Following completion of the anastomosis procedure, we covered the craniotomy wound with a sterile dressing for the following angiographic procedure. We placed a 5 Fr femoral sheath in the right femoral artery, and advanced a 5 Fr H1 diagnostic catheter to the right external carotid artery. The intraoperative angiogram confirmed that the anastomosis was patent, but the angiographic vasospasm of the STA pedicle was evident, which resulted in significant reduction of the flow across the anastomosis (Figure 2A).
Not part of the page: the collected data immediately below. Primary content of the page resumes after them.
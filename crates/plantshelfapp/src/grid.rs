//! # Placement Grid Manager
//!
//! Tracks which plant sits in which shelf cell.
//!
//! ## Two Halves, One Mapping
//!
//! The placement mapping is stored twice:
//! - **Forward**: `cells: (shelf, row, column) → plant` (sparse, only occupied cells)
//! - **Inverse**: `Plant::position` on the entity record
//!
//! Every mutating method validates first and then updates both halves before
//! returning, so no caller ever observes a cell pointing at a plant whose
//! recorded position differs. Conflicts are rejected, never overwritten.
//!
//! ## Rules
//!
//! | Operation | Rejects with |
//! |-----------|--------------|
//! | `assign`  | `OutOfBounds`, `PlantAlreadyPlaced`, `CellOccupied` |
//! | `move_to` | `OutOfBounds`, `NotPlaced`, `CellOccupied` |
//! | `unassign`| never (idempotent) |
//! | `resize`  | `InvalidArgument` (see [`check_dimensions`]), `WouldOrphanPlants` |
//!
//! Assigning a plant to the cell it already occupies, or moving it onto its own
//! cell, succeeds as [`PlacementChange::Unchanged`].

use crate::error::{InventoryError, Result};
use crate::model::{PlantId, Position, ShelfId};
use crate::store::entities::EntityStore;
use serde::Serialize;
use std::collections::BTreeMap;
use std::ops::RangeInclusive;

/// What a placement operation actually did.
#[derive(Debug, Clone, Copy, PartialEq, Eq)]
pub enum PlacementChange {
    Unchanged,
    Placed(Position),
    Moved { from: Position, to: Position },
    Unplaced(Position),
}

/// Occupied vs. total cell count for one shelf.
#[derive(Debug, Clone, Copy, PartialEq, Eq, Serialize)]
pub struct Occupancy {
    pub shelf_id: ShelfId,
    pub occupied: u64,
    pub total: u64,
}

impl Occupancy {
    pub fn vacant(&self) -> u64 {
        self.total - self.occupied
    }
}

#[derive(Debug, Clone, Default)]
pub struct PlacementGrid {
    cells: BTreeMap<Position, PlantId>,
}

/// Largest shelf accepted, counted in cells. Layouts are materialized densely.
pub const MAX_SHELF_CELLS: u64 = 10_000;

/// Rejects zero dimensions and shelves with more than [`MAX_SHELF_CELLS`] cells.
pub fn check_dimensions(rows: u32, columns: u32) -> Result<()> {
    if rows == 0 || columns == 0 {
        return Err(InventoryError::invalid(format!(
            "shelf dimensions must be positive, got {}x{}",
            rows, columns
        )));
    }
    if u64::from(rows) * u64::from(columns) > MAX_SHELF_CELLS {
        return Err(InventoryError::invalid(format!(
            "shelf {}x{} exceeds the limit of {} cells",
            rows, columns, MAX_SHELF_CELLS
        )));
    }
    Ok(())
}

fn shelf_range(shelf_id: ShelfId) -> RangeInclusive<Position> {
    Position::new(shelf_id, 0, 0)..=Position::new(shelf_id, u32::MAX, u32::MAX)
}

fn checked_cell(entities: &EntityStore, shelf_id: ShelfId, row: u32, column: u32) -> Result<Position> {
    let shelf = entities.shelf(&shelf_id)?;
    if !shelf.contains(row, column) {
        return Err(InventoryError::OutOfBounds {
            shelf_id,
            row,
            column,
            rows: shelf.rows,
            columns: shelf.columns,
        });
    }
    Ok(Position::new(shelf_id, row, column))
}

impl PlacementGrid {
    pub fn new() -> Self {
        Self::default()
    }

    /// Rebuilds the forward map from the positions recorded on plants.
    ///
    /// Fails if a recorded position points at a missing shelf, lies outside the
    /// shelf, or collides with another plant.
    pub fn rebuild(entities: &EntityStore) -> Result<Self> {
        let mut grid = Self::new();
        for plant in entities.plants() {
            let Some(pos) = plant.position else {
                continue;
            };
            checked_cell(entities, pos.shelf_id, pos.row, pos.column).map_err(|e| {
                InventoryError::Integrity(format!("plant {} has invalid position: {}", plant.id, e))
            })?;
            if let Some(other) = grid.cells.insert(pos, plant.id) {
                return Err(InventoryError::Integrity(format!(
                    "plants {} and {} both claim cell {}",
                    other, plant.id, pos
                )));
            }
        }
        Ok(grid)
    }

    pub fn occupant(&self, position: &Position) -> Option<PlantId> {
        self.cells.get(position).copied()
    }

    /// Places an unpositioned plant into an empty cell.
    pub fn assign(
        &mut self,
        entities: &mut EntityStore,
        plant_id: PlantId,
        shelf_id: ShelfId,
        row: u32,
        column: u32,
    ) -> Result<PlacementChange> {
        let current = entities.plant(&plant_id)?.position;
        let target = checked_cell(entities, shelf_id, row, column)?;

        if let Some(current) = current {
            if current == target {
                return Ok(PlacementChange::Unchanged);
            }
            return Err(InventoryError::PlantAlreadyPlaced {
                plant_id,
                position: current,
            });
        }
        if let Some(occupant) = self.occupant(&target) {
            return Err(InventoryError::CellOccupied {
                position: target,
                occupant,
            });
        }

        entities.plant_mut(&plant_id)?.position = Some(target);
        entities.touch_plant(&plant_id)?;
        self.cells.insert(target, plant_id);
        Ok(PlacementChange::Placed(target))
    }

    /// Relocates a placed plant: vacate and assign as one step.
    pub fn move_to(
        &mut self,
        entities: &mut EntityStore,
        plant_id: PlantId,
        shelf_id: ShelfId,
        row: u32,
        column: u32,
    ) -> Result<PlacementChange> {
        let current = entities.plant(&plant_id)?.position;
        let target = checked_cell(entities, shelf_id, row, column)?;
        let from = current.ok_or(InventoryError::NotPlaced(plant_id))?;

        if from == target {
            return Ok(PlacementChange::Unchanged);
        }
        if let Some(occupant) = self.occupant(&target) {
            return Err(InventoryError::CellOccupied {
                position: target,
                occupant,
            });
        }

        entities.plant_mut(&plant_id)?.position = Some(target);
        entities.touch_plant(&plant_id)?;
        self.cells.remove(&from);
        self.cells.insert(target, plant_id);
        Ok(PlacementChange::Moved { from, to: target })
    }

    /// Clears a plant's position. Succeeds as `Unchanged` when it has none.
    pub fn unassign(&mut self, entities: &mut EntityStore, plant_id: PlantId) -> Result<PlacementChange> {
        let Some(from) = entities.plant(&plant_id)?.position else {
            return Ok(PlacementChange::Unchanged);
        };

        entities.plant_mut(&plant_id)?.position = None;
        entities.touch_plant(&plant_id)?;
        self.cells.remove(&from);
        Ok(PlacementChange::Unplaced(from))
    }

    /// Plants on `shelf_id` whose cell would fall outside `rows × columns`.
    pub fn outside_bounds(&self, shelf_id: ShelfId, rows: u32, columns: u32) -> Vec<PlantId> {
        self.cells
            .range(shelf_range(shelf_id))
            .filter(|(pos, _)| pos.row >= rows || pos.column >= columns)
            .map(|(_, plant_id)| *plant_id)
            .collect()
    }

    /// Changes a shelf's dimensions. Returns the previous `(rows, columns)`.
    pub fn resize(
        &self,
        entities: &mut EntityStore,
        shelf_id: ShelfId,
        rows: u32,
        columns: u32,
    ) -> Result<(u32, u32)> {
        check_dimensions(rows, columns)?;
        let shelf = entities.shelf(&shelf_id)?;
        let previous = (shelf.rows, shelf.columns);
        if previous == (rows, columns) {
            return Ok(previous);
        }

        let orphans = self.outside_bounds(shelf_id, rows, columns);
        if !orphans.is_empty() {
            return Err(InventoryError::WouldOrphanPlants {
                shelf_id,
                plants: orphans,
            });
        }

        let shelf = entities.shelf_mut(&shelf_id)?;
        shelf.rows = rows;
        shelf.columns = columns;
        entities.touch_shelf(&shelf_id)?;
        Ok(previous)
    }

    pub fn occupancy(&self, entities: &EntityStore, shelf_id: ShelfId) -> Result<Occupancy> {
        let shelf = entities.shelf(&shelf_id)?;
        let occupied = self.cells.range(shelf_range(shelf_id)).count() as u64;
        Ok(Occupancy {
            shelf_id,
            occupied,
            total: shelf.cell_count(),
        })
    }

    /// Occupied cells of a shelf in row-major order.
    pub fn plants_on_shelf(&self, entities: &EntityStore, shelf_id: ShelfId) -> Result<Vec<(Position, PlantId)>> {
        entities.shelf(&shelf_id)?;
        Ok(self
            .cells
            .range(shelf_range(shelf_id))
            .map(|(pos, id)| (*pos, *id))
            .collect())
    }

    /// Dense `rows × columns` view of a shelf, for presentation.
    pub fn layout(&self, entities: &EntityStore, shelf_id: ShelfId) -> Result<Vec<Vec<Option<PlantId>>>> {
        let shelf = entities.shelf(&shelf_id)?;
        let mut rows = vec![vec![None; shelf.columns as usize]; shelf.rows as usize];
        for (pos, plant_id) in self.cells.range(shelf_range(shelf_id)) {
            rows[pos.row as usize][pos.column as usize] = Some(*plant_id);
        }
        Ok(rows)
    }

    /// Lists every disagreement between the forward map and the plant records.
    pub fn integrity_issues(&self, entities: &EntityStore) -> Vec<String> {
        let mut issues = Vec::new();

        for (pos, plant_id) in &self.cells {
            match entities.plant(plant_id) {
                Err(_) => issues.push(format!("cell {} references missing plant {}", pos, plant_id)),
                Ok(plant) if plant.position != Some(*pos) => issues.push(format!(
                    "cell {} holds plant {} but the plant records {:?}",
                    pos, plant_id, plant.position
                )),
                Ok(_) => {}
            }
            match entities.shelf(&pos.shelf_id) {
                Err(_) => issues.push(format!("cell {} belongs to a missing shelf", pos)),
                Ok(shelf) if !shelf.contains(pos.row, pos.column) => {
                    issues.push(format!("cell {} is outside its shelf", pos))
                }
                Ok(_) => {}
            }
        }

        for plant in entities.plants() {
            if let Some(pos) = plant.position {
                if self.occupant(&pos) != Some(plant.id) {
                    issues.push(format!(
                        "plant {} records position {} but the cell does not reference it",
                        plant.id, pos
                    ));
                }
            }
        }

        issues
    }
}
In order to relieve the vasospasm, we navigated a 2.5 Fr Cantata microcatheter (Cook Inc., Bloomington, Indiana), in the aid of a Transcend 0.014-inch microwire (Stryker Inc., Kalamazoo, Michigan), to the proximal segment of the STA pedicle (Figure 2B). 3 mg of nimodipine was then infused slowly under close monitoring of blood pressure. After infusion, the vasospasm was relieved, and the follow-up angiography demonstrated marked improvement of the flow through the bypass graft (Figure 2C). The dura was then closed loosely, and the bone flap was placed back. The temporalis muscle was approximated not to compress the STA. The wound was closed with nylon stitches. There were no complications throughout the procedures.Follow-up computed tomography angiography (CTA) at postop 1 month showed persistent patency of the graft (Figure 2D). The patient also had no stroke attacks in 6-month follow-up.

figure 2
Figure 2: (A) Intraoperative angiogram demonstrated a patent bypass graft (star sign) but a severe vasospasm of the STA pedicle (arrow). (B) The microcatheter tip (arrowhead) was placed in the beginning of the STA pedicle, and after intra-arterial nimodipine infusion, the vasospasm significant relieved (dashed arrow). (D) The bypass graft remained patent as demonstrated by follow-up CTA one month after the surgery (double arrows).

3. Discussion

The patency rate of a STA-MCA bypass graft could be as high as 96% at the long-term follow-up [4]. However, to maintain the high patency rate, various surgery and graft-related factors should be considered and optimized [1,2].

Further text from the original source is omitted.